Russian toys are considered to be of medium high energy. They require regular exercise, but due to their small size, a regular yard or long run is usually sufficient. They like to go on a walk with their humans and like to run and play until they fall on your lap for a long time.
Since smaller dogs have a more delicate neck and trachea than larger dogs, it is recommended that a leash is attached to the harness instead of a collar when walking your Russian toy. It is also recommended that you do not leave a collar or harness on your dandruff while in your home. Sometimes the collar or harness can get stuck on things around the house and can injure your little ones.

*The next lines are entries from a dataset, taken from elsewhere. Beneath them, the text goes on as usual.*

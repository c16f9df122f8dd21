//! Commit history kept inside the final tree.
//!
//! `.patchstack/history.json` lists every applied or recorded commit with the
//! post-image of each file it touched. Pre-images of touched files are kept
//! once, in `base`, so commit diffs can be regenerated without the base tree.
//! File contents live in `.patchstack/objects/` under their xxh3-128 id.

use super::format::CommitMeta;
use crate::error::{PatchStackError, Result};
use crate::tree::{atomic_write, SourceTree, META_DIR};
use serde::{Deserialize, Serialize};
use std::collections::{BTreeMap, BTreeSet};
use std::fs;
use std::path::{Path, PathBuf};
use tracing::debug;
use walkdir::WalkDir;
use xxhash_rust::xxh3::xxh3_128;

pub const HISTORY_FILE: &str = "history.json";
pub const OBJECTS_DIR: &str = "objects";
const FORMAT_VERSION: u32 = 1;

/// Object id per path; `None` means the file does not exist.
pub type FileStates = BTreeMap<String, Option<String>>;

#[derive(Debug, Clone, PartialEq, Eq, Serialize, Deserialize)]
pub struct CommitRecord {
    #[serde(flatten)]
    pub meta: CommitMeta,
    /// Post-image of every file the commit touches
    pub changes: FileStates,
}

#[derive(Debug, Clone, PartialEq, Eq, Serialize, Deserialize)]
pub struct History {
    pub version: u32,
    /// Pre-image of every path any commit touches
    pub base: FileStates,
    pub commits: Vec<CommitRecord>,
    /// Set when the last apply stopped at a failing commit
    #[serde(default, skip_serializing_if = "Option::is_none")]
    pub broken_at: Option<String>,
}

impl Default for History {
    fn default() -> Self {
        Self {
            version: FORMAT_VERSION,
            base: FileStates::new(),
            commits: Vec::new(),
            broken_at: None,
        }
    }
}

impl History {
    /// File states before commit `index` for every touched path.
    pub fn state_before(&self, index: usize) -> FileStates {
        let mut state = self.base.clone();
        for commit in self.commits.iter().take(index) {
            for (path, id) in &commit.changes {
                state.insert(path.clone(), id.clone());
            }
        }
        state
    }

    /// File states after the last commit.
    pub fn head(&self) -> FileStates {
        self.state_before(self.commits.len())
    }

    /// Ids referenced anywhere in the history.
    fn referenced(&self) -> BTreeSet<&str> {
        self.base
            .values()
            .chain(self.commits.iter().flat_map(|c| c.changes.values()))
            .filter_map(|id| id.as_deref())
            .collect()
    }
}

/// Content-addressed object id.
pub fn object_id(content: &[u8]) -> String {
    format!("{:032x}", xxh3_128(content))
}

/// The `.patchstack` directory of a final tree.
#[derive(Debug, Clone)]
pub struct HistoryStore {
    dir: PathBuf,
}

impl HistoryStore {
    pub fn new(tree: &SourceTree) -> Self {
        Self {
            dir: tree.root().join(META_DIR),
        }
    }

    pub fn dir(&self) -> &Path {
        &self.dir
    }

    fn history_path(&self) -> PathBuf {
        self.dir.join(HISTORY_FILE)
    }

    fn object_path(&self, id: &str) -> PathBuf {
        let (fan, rest) = id.split_at(2.min(id.len()));
        self.dir.join(OBJECTS_DIR).join(fan).join(rest)
    }

    /// Load the history; a tree without one has an empty history.
    pub fn load(&self) -> Result<History> {
        let path = self.history_path();
        let bytes = match fs::read(&path) {
            Ok(bytes) => bytes,
            Err(e) if e.kind() == std::io::ErrorKind::NotFound => return Ok(History::default()),
            Err(e) => return Err(PatchStackError::io(path, e)),
        };
        let history: History = serde_json::from_slice(&bytes)
            .map_err(|e| PatchStackError::history(&path, e.to_string()))?;
        if history.version != FORMAT_VERSION {
            return Err(PatchStackError::history(
                &path,
                format!("unsupported history version {}", history.version),
            ));
        }
        Ok(history)
    }

    pub fn save(&self, history: &History) -> Result<()> {
        let path = self.history_path();
        let mut json = serde_json::to_vec_pretty(history)
            .map_err(|e| PatchStackError::history(&path, e.to_string()))?;
        json.push(b'\n');
        atomic_write(&path, &json)
    }

    /// Store `content`, returning its id. Existing objects are not rewritten.
    pub fn put(&self, content: &[u8]) -> Result<String> {
        let id = object_id(content);
        let path = self.object_path(&id);
        if !path.exists() {
            atomic_write(&path, content)?;
        }
        Ok(id)
    }

    /// Text of object `id`, verified against its id.
    pub fn get_text(&self, id: &str) -> Result<String> {
        let path = self.object_path(id);
        let bytes = fs::read(&path).map_err(|e| {
            PatchStackError::history(&path, format!("missing object {id}: {e}"))
        })?;
        if object_id(&bytes) != id {
            return Err(PatchStackError::history(&path, "object content does not match its id"));
        }
        String::from_utf8(bytes)
            .map_err(|_| PatchStackError::history(&path, "object is not valid UTF-8"))
    }

    /// Resolve a file state to its content.
    pub fn content(&self, id: Option<&str>) -> Result<Option<String>> {
        id.map(|id| self.get_text(id)).transpose()
    }

    /// Remove the history and every object.
    pub fn clear(&self) -> Result<()> {
        for path in [self.history_path(), self.dir.join(OBJECTS_DIR)] {
            let result = if path.is_dir() {
                fs::remove_dir_all(&path)
            } else {
                fs::remove_file(&path)
            };
            match result {
                Ok(()) => {}
                Err(e) if e.kind() == std::io::ErrorKind::NotFound => {}
                Err(e) => return Err(PatchStackError::io(path, e)),
            }
        }
        Ok(())
    }

    /// Delete objects no longer referenced by `history`.
    pub fn prune(&self, history: &History) -> Result<usize> {
        let objects = self.dir.join(OBJECTS_DIR);
        if !objects.exists() {
            return Ok(0);
        }
        let referenced = history.referenced();
        let mut removed = 0;
        for entry in WalkDir::new(&objects).min_depth(2).max_depth(2) {
            let entry = entry.map_err(|e| {
                PatchStackError::io(&objects, std::io::Error::other(e.to_string()))
            })?;
            if !entry.file_type().is_file() {
                continue;
            }
            let fan = entry
                .path()
                .parent()
                .and_then(Path::file_name)
                .map(|n| n.to_string_lossy().into_owned())
                .unwrap_or_default();
            let id = format!("{fan}{}", entry.file_name().to_string_lossy());
            if !referenced.contains(id.as_str()) {
                fs::remove_file(entry.path())
                    .map_err(|e| PatchStackError::io(entry.path(), e))?;
                removed += 1;
            }
        }
        debug!("pruned {removed} unreferenced objects");
        Ok(removed)
    }
}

The Russian toy should perform well on high quality dog food, whether commercially manufactured (with a very small kibble) or prepared at home with the supervision and approval of your vet. Any diet should be appropriate for the age of the dog (puppy, adult, or senior). Some dogs are at risk of being overweight, so watch your dog’s calorie consumption and weight levels. Treatment training can be an important aid, but giving too much can lead to obesity. Know which human foods are safe for dogs and which are not. Contact your vet if you have any concerns about your dog’s weight or diet. Clean, fresh water must be available at all times.
The Russian toy is an overall healthy breed; Like many toy breeds, their primary health concern is their teeth. Most puppies do not lose all their deciduous (puppy) teeth and require surgical removal of the remaining deciduous teeth by the age of nine months. Periodontal disease, the manufacture of tooth tartar, can begin at the age of one year. Regular dental care such as brushing teeth can reduce plaque and prevent surgical dental cleaning or teeth removal.
Responsible breeders should examine their stock for health conditions such as progressive retinal atrophy (PRA) and patellar laxation, and owners should be aware of the risk of eye injuries, such as ulcers.